Si noti che la variabilità all'interno della popolazione era relativamente minore dopo una segmentazione cellulare di successo. Qui, viene mostrato un esempio di segmentazione cellulare imprecisa sovrapposta alla stessa popolazione di P.putida come mostrato in precedenza. L'impatto dell'imprecisa segmentazione cellulare sulle firme fluorescenti innate della popolazione è immediatamente evidente dal numero considerevole di valori anomali osservati nella corrispondente mappa di calore.

Una segmentazione cellulare imprecisa si traduce in un cluster più sciolto dopo l'analisi dei componenti principali, rispetto al cluster di tipo ottenuto dopo un'accurata segmentazione cellulare. Nonostante le piccole variabilità della firma fluorescente innata osservate all'interno dei singoli ceppi batterici, ogni popolazione forma un cluster distinto sul grafico di analisi dei componenti principali. In questa figura, si può osservare una segmentazione cellulare 3D imprecisa sovrapposta all'immagine originale al microscopio a riflessione confocale di una popolazione di lievito in gemmazione Saccharomyces cerevisiae YM4271.

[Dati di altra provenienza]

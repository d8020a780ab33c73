//! KeyedMap - insertion-ordered, string-keyed arena.
//!
//! Delivery responses are JSON objects whose member order is meaningful
//! (element order on an item, linked-item order in a response). `KeyedMap`
//! keeps that order while giving O(1) lookup by key, and is the arena the
//! graph uses for its closure: items refer to each other by codename key,
//! never by pointer.

use serde::de::{MapAccess, Visitor};
use serde::ser::SerializeMap;
use serde::{Deserialize, Deserializer, Serialize, Serializer};
use std::collections::HashMap;
use std::fmt;
use std::marker::PhantomData;

/// Ordered map from string keys to values.
#[derive(Clone)]
pub struct KeyedMap<V> {
    entries: Vec<(String, V)>,
    index: HashMap<String, usize>,
}

impl<V> KeyedMap<V> {
    /// Create an empty map.
    pub fn new() -> Self {
        Self {
            entries: Vec::new(),
            index: HashMap::new(),
        }
    }

    /// Insert a value. Replacing an existing key keeps its original position
    /// and returns the previous value.
    pub fn insert(&mut self, key: impl Into<String>, value: V) -> Option<V> {
        let key = key.into();
        match self.index.get(&key) {
            Some(&pos) => Some(std::mem::replace(&mut self.entries[pos].1, value)),
            None => {
                self.index.insert(key.clone(), self.entries.len());
                self.entries.push((key, value));
                None
            }
        }
    }

    pub fn get(&self, key: &str) -> Option<&V> {
        self.index.get(key).map(|&pos| &self.entries[pos].1)
    }

    pub fn contains_key(&self, key: &str) -> bool {
        self.index.contains_key(key)
    }

    /// Iterate entries in insertion order.
    pub fn iter(&self) -> impl Iterator<Item = (&str, &V)> {
        self.entries.iter().map(|(k, v)| (k.as_str(), v))
    }

    pub(crate) fn iter_mut(&mut self) -> impl Iterator<Item = (&str, &mut V)> {
        self.entries.iter_mut().map(|(k, v)| (k.as_str(), v))
    }

    pub fn keys(&self) -> impl Iterator<Item = &str> {
        self.entries.iter().map(|(k, _)| k.as_str())
    }

    pub fn values(&self) -> impl Iterator<Item = &V> {
        self.entries.iter().map(|(_, v)| v)
    }

    pub fn len(&self) -> usize {
        self.entries.len()
    }

    pub fn is_empty(&self) -> bool {
        self.entries.is_empty()
    }
}

impl<V> Default for KeyedMap<V> {
    fn default() -> Self {
        Self::new()
    }
}

impl<V: PartialEq> PartialEq for KeyedMap<V> {
    fn eq(&self, other: &Self) -> bool {
        self.entries == other.entries
    }
}

impl<V: fmt::Debug> fmt::Debug for KeyedMap<V> {
    fn fmt(&self, f: &mut fmt::Formatter<'_>) -> fmt::Result {
        f.debug_map().entries(self.iter()).finish()
    }
}

impl<K: Into<String>, V> FromIterator<(K, V)> for KeyedMap<V> {
    fn from_iter<I: IntoIterator<Item = (K, V)>>(iter: I) -> Self {
        let mut map = Self::new();
        for (k, v) in iter {
            map.insert(k, v);
        }
        map
    }
}

impl<V> IntoIterator for KeyedMap<V> {
    type Item = (String, V);
    type IntoIter = std::vec::IntoIter<(String, V)>;

    fn into_iter(self) -> Self::IntoIter {
        self.entries.into_iter()
    }
}

impl<V: Serialize> Serialize for KeyedMap<V> {
    fn serialize<S: Serializer>(&self, serializer: S) -> Result<S::Ok, S::Error> {
        let mut map = serializer.serialize_map(Some(self.entries.len()))?;
        for (k, v) in &self.entries {
            map.serialize_entry(k, v)?;
        }
        map.end()
    }
}

struct KeyedMapVisitor<V>(PhantomData<V>);

impl<'de, V: Deserialize<'de>> Visitor<'de> for KeyedMapVisitor<V> {
    type Value = KeyedMap<V>;

    fn expecting(&self, f: &mut fmt::Formatter<'_>) -> fmt::Result {
        f.write_str("a map keyed by string")
    }

    fn visit_map<A: MapAccess<'de>>(self, mut access: A) -> Result<Self::Value, A::Error> {
        let mut map = KeyedMap::new();
        while let Some((key, value)) = access.next_entry::<String, V>()? {
            map.insert(key, value);
        }
        Ok(map)
    }

    // The delivery API emits `null` for empty link/image maps on some endpoints.
    fn visit_unit<E: serde::de::Error>(self) -> Result<Self::Value, E> {
        Ok(KeyedMap::new())
    }
}

impl<'de, V: Deserialize<'de>> Deserialize<'de> for KeyedMap<V> {
    fn deserialize<D: Deserializer<'de>>(deserializer: D) -> Result<Self, D::Error> {
        deserializer.deserialize_any(KeyedMapVisitor(PhantomData))
    }
}

#[cfg(test)]
mod tests {
    use super::*;

    #[test]
    fn test_insertion_order_preserved() {
        let map: KeyedMap<u32> = [("zeta", 1), ("alpha", 2), ("mid", 3)].into_iter().collect();
        let keys: Vec<_> = map.keys().collect();
        assert_eq!(keys, vec!["zeta", "alpha", "mid"]);
    }

    #[test]
    fn test_overwrite_keeps_position() {
        let mut map = KeyedMap::new();
        map.insert("a", 1);
        map.insert("b", 2);
        assert_eq!(map.insert("a", 10), Some(1));
        assert_eq!(map.iter().collect::<Vec<_>>(), vec![("a", &10), ("b", &2)]);
        assert_eq!(map.len(), 2);
    }

    #[test]
    fn test_json_roundtrip_keeps_document_order() {
        let json = r#"{"second":2,"first":1,"third":3}"#;
        let map: KeyedMap<u32> = serde_json::from_str(json).unwrap();
        assert_eq!(map.keys().collect::<Vec<_>>(), vec!["second", "first", "third"]);
        assert_eq!(serde_json::to_string(&map).unwrap(), json);
    }

    #[test]
    fn test_null_decodes_as_empty() {
        let map: KeyedMap<u32> = serde_json::from_str("null").unwrap();
        assert!(map.is_empty());
    }
}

Si noti la mancanza di valori anomali e le conseguenti firme fluorescenti innate per la popolazione. È essenziale acquisire un'immagine il più pulita possibile mediante microscopia confocale ed evitare una saturazione dell'intensità del segnale in quanto il rumore può rovinare l'accuratezza delle analisi successive. È possibile addestrare modelli di machine learning con il set di dati di firma occidentale innato da utilizzare in attività di classificazione o previsione, offrendo un'analisi della popolazione senza tag e una previsione fenotipica.